*PROVIDED RECORDS*:

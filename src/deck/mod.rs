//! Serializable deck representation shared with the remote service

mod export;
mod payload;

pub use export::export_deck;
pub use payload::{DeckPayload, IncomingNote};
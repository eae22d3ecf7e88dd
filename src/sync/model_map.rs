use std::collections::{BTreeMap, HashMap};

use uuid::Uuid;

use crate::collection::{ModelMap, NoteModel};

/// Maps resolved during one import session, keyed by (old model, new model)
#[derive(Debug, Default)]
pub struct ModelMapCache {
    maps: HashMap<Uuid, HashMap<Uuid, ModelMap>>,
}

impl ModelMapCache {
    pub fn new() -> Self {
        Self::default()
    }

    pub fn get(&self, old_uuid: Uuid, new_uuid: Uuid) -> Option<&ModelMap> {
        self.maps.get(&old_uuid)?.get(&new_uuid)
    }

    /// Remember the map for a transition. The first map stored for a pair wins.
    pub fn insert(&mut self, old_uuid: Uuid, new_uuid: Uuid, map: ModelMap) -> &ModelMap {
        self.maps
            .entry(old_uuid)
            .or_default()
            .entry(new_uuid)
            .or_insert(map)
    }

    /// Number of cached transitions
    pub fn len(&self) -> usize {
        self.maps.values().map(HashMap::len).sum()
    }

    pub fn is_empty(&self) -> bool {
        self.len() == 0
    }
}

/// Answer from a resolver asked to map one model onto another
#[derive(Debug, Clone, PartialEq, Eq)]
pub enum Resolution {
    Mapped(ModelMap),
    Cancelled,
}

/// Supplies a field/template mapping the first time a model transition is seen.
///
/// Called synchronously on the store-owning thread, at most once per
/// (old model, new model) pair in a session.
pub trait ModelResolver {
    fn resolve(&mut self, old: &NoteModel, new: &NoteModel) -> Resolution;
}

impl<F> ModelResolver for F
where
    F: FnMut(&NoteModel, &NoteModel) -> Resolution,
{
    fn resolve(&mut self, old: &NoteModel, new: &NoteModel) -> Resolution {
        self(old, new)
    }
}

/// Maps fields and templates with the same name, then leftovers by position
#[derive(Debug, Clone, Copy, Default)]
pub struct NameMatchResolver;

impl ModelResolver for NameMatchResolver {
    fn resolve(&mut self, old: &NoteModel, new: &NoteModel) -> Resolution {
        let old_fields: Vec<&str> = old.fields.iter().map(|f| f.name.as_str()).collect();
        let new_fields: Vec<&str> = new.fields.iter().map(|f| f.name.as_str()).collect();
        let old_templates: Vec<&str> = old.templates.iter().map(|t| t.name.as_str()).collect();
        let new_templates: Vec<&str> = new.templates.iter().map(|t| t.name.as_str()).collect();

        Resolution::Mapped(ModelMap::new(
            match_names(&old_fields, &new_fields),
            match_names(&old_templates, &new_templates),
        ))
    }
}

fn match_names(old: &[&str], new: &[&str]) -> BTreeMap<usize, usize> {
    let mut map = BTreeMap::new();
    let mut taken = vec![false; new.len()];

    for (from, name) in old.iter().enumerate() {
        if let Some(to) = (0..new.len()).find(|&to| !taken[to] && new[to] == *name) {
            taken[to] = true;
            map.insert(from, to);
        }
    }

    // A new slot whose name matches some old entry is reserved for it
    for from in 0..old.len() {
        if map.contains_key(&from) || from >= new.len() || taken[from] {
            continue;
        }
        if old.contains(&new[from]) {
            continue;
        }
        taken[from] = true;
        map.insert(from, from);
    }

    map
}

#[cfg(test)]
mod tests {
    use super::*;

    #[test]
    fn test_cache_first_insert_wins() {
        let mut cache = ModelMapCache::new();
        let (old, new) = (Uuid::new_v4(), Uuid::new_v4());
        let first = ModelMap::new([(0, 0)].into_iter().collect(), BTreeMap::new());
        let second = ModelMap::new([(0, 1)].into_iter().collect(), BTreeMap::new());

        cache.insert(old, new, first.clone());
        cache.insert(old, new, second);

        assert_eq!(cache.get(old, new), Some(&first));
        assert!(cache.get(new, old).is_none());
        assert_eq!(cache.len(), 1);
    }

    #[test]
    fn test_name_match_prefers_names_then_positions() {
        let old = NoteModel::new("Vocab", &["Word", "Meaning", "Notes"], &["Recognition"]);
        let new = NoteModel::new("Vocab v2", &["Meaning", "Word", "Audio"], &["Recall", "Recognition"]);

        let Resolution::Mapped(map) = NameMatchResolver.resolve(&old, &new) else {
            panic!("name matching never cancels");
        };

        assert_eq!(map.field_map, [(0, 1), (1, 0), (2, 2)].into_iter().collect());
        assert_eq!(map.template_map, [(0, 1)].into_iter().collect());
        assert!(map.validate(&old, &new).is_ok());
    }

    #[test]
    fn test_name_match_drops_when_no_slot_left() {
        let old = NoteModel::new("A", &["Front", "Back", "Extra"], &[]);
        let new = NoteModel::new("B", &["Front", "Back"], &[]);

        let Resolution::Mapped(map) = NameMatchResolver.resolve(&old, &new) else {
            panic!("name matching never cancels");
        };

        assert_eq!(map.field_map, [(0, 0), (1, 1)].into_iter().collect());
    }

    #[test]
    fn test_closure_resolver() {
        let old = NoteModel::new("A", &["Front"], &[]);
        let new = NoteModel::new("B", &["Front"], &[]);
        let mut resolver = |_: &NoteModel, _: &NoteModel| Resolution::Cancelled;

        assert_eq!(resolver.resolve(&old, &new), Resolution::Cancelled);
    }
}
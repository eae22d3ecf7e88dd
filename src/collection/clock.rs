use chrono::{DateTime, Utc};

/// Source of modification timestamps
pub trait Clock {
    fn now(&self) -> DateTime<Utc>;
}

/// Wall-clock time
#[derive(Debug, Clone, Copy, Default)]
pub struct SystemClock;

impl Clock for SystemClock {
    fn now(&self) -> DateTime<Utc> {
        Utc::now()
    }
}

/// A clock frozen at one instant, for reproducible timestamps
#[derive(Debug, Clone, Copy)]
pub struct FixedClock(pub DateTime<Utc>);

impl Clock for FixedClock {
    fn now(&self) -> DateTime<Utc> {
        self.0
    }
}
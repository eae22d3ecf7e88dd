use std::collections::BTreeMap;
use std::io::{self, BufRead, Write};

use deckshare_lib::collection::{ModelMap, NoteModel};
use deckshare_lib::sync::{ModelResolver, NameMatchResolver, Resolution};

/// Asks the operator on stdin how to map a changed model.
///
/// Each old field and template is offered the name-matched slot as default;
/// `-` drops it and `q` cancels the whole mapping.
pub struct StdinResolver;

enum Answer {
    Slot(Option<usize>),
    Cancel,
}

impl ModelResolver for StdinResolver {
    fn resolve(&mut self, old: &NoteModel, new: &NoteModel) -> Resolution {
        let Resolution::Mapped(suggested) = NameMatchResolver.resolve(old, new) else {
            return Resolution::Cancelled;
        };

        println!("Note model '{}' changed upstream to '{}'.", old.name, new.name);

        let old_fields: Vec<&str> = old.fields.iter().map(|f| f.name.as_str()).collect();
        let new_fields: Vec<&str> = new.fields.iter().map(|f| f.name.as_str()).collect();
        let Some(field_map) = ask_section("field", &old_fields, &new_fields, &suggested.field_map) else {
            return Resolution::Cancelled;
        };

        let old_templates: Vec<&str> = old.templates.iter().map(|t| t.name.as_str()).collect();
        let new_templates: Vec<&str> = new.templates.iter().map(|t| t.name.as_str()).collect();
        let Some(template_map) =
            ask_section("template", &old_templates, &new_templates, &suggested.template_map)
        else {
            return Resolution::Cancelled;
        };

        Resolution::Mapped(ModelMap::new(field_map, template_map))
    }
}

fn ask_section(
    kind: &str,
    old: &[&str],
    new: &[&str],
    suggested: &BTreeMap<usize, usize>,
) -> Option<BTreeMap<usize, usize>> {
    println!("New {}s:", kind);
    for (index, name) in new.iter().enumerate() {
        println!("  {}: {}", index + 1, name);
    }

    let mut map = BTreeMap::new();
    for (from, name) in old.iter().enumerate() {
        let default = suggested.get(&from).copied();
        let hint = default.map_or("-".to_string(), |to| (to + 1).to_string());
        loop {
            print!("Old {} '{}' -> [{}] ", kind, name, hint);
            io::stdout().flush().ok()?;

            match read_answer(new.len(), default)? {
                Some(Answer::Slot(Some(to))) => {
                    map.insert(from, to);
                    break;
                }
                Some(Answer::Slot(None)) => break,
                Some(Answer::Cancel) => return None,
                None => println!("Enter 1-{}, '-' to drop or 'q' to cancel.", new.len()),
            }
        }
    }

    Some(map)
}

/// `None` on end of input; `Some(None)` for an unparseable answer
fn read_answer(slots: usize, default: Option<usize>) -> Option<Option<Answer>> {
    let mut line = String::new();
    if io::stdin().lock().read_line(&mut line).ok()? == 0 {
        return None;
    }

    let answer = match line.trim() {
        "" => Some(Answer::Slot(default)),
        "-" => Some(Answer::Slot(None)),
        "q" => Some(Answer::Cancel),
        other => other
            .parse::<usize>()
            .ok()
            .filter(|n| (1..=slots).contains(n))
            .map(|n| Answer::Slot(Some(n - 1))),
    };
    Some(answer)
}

* * *

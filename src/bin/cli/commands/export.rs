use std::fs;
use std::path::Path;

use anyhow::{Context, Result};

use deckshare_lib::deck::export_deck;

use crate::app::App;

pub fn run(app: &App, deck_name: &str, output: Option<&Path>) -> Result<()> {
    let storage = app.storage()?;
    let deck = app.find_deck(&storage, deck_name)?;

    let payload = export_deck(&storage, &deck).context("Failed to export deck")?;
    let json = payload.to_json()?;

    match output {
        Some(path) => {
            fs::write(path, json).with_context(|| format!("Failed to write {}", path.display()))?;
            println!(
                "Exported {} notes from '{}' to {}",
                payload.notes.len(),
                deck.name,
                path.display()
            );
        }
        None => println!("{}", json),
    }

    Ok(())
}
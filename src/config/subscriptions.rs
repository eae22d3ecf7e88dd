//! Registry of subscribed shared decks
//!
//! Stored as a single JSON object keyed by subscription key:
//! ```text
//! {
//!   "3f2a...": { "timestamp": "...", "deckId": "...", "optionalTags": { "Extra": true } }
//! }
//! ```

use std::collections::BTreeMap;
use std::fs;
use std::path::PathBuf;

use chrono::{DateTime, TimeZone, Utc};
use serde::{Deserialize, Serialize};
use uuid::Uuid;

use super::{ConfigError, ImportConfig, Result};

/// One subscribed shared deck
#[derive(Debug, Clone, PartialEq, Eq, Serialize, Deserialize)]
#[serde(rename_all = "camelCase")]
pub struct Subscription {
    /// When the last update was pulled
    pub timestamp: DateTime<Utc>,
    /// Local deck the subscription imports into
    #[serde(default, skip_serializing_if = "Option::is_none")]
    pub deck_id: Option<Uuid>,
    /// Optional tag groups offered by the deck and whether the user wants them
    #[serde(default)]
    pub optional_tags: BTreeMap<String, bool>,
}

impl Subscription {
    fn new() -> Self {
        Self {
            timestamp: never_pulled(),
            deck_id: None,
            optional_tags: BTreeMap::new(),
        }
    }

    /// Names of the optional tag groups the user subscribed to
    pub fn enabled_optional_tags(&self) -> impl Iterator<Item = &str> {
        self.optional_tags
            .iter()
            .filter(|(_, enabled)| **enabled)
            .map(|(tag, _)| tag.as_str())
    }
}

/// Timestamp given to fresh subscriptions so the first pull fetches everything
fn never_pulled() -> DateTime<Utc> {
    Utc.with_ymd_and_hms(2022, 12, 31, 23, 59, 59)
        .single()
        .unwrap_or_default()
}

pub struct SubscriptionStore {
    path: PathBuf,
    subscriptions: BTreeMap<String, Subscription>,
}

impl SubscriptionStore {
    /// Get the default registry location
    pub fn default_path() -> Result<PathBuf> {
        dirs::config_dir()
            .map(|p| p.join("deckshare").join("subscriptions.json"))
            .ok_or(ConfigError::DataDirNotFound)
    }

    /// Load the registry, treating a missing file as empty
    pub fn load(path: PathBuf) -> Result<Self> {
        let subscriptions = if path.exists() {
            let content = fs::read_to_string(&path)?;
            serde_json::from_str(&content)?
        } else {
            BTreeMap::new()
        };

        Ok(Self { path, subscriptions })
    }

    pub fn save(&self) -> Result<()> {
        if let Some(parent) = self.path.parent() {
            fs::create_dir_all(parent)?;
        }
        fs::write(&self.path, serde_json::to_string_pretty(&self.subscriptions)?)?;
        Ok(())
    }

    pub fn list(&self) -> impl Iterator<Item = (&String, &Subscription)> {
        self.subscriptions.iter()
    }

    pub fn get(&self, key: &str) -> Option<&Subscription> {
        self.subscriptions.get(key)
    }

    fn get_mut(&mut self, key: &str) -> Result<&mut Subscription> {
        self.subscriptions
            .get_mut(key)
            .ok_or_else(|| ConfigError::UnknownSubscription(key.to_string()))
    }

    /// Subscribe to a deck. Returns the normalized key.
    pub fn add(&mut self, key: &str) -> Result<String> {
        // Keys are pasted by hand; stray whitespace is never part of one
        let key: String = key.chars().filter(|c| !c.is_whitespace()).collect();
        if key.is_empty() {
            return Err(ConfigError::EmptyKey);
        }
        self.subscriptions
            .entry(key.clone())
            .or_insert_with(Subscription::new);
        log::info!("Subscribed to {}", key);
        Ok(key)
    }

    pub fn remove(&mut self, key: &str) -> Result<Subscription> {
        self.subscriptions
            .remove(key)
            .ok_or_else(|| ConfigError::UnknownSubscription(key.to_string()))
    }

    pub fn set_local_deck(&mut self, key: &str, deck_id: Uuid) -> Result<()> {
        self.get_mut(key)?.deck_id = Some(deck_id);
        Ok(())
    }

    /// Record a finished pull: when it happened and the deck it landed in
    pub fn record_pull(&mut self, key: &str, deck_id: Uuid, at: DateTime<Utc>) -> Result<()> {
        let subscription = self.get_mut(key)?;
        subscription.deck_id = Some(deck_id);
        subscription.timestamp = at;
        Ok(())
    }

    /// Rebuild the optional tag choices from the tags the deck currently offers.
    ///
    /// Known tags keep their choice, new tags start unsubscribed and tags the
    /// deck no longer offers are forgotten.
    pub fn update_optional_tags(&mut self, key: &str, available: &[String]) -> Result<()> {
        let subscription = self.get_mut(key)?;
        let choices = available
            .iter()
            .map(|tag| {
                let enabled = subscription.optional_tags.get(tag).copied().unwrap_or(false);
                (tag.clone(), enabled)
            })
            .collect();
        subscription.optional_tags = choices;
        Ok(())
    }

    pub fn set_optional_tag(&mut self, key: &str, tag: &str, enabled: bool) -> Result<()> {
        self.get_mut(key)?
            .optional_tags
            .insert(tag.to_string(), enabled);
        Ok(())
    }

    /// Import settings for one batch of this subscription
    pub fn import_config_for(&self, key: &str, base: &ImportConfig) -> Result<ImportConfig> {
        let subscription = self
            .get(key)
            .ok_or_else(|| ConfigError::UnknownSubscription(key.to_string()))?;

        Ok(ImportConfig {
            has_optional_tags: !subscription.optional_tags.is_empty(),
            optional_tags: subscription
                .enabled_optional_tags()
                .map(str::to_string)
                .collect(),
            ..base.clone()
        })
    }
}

*WHAT YOU WILL DO*: In the listing above, find the line containing "pub fn new()" and the line containing "a pair wins.", then retype both and every line between them exactly, with nothing else.

*THE ANSWER*:
    pub fn new() -> Self {
        Self::default()
    }

    pub fn get(&self, old_uuid: Uuid, new_uuid: Uuid) -> Option<&ModelMap> {
        self.maps.get(&old_uuid)?.get(&new_uuid)
    }

    /// Remember the map for a transition. The first map stored for a pair wins.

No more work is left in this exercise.